- **THE INPUT**
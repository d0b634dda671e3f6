#![warn(missing_docs)]

//! Packet BVH traversal and swept-curve ray intersection for the vcad kernel.
//!
//! Rays are traced in packets of up to 64 lanes through a wide bounding
//! volume hierarchy whose leaves hold batches of curve segments. Packets
//! stay together while their rays agree on which subtrees matter; lanes
//! that diverge are finished as single rays.
//!
//! # Architecture
//!
//! - [`ray`] - Rays, ray packets and per-ray precalculation
//! - [`mask`] - Lane masks over packet and batch lanes
//! - [`bvh`] - Node storage, frustum culling and the hybrid traversal
//! - [`intersect`] - Curve segment intersectors and the epilogue hook
//! - [`config`] - Traversal and intersection settings
//!
//! # Example
//!
//! ```ignore
//! use vcad_kernel_curvetrace::bvh::{Coherence, HybridIntersector};
//! use vcad_kernel_curvetrace::intersect::{CurveIntersector, NearestHits};
//!
//! let prim = CurveIntersector::<4>::default();
//! let engine = HybridIntersector::new(&store, &prim, TraversalConfig::default())?;
//! let mut stack = engine.stack();
//! let mut hits = NearestHits::<8>::new();
//! engine.intersect(&mut packet, Coherence::Incoherent, &mut stack, &mut hits);
//! ```

pub mod bvh;
pub mod config;
pub mod error;
pub mod intersect;
pub mod mask;
pub mod ray;

pub use bvh::{Coherence, HybridIntersector, NodeStore, TraversalStats};
pub use config::{CurveConfig, CurveGeometry, TraversalConfig};
pub use error::{CurveTraceError, Result};
pub use intersect::{CurveBatch, CurveIntersector, CurveSegment, Epilogue, Hit, NearestHits};
pub use mask::LaneMask;
pub use ray::{Ray, RayPacket, RayPrecalc};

- **YOUR OBJECTIVE**
Note each line of the material holding "error" and copy it out.

- **SOLUTION TO THE PROBLEM**
pub mod error;
pub use error::{CurveTraceError, Result};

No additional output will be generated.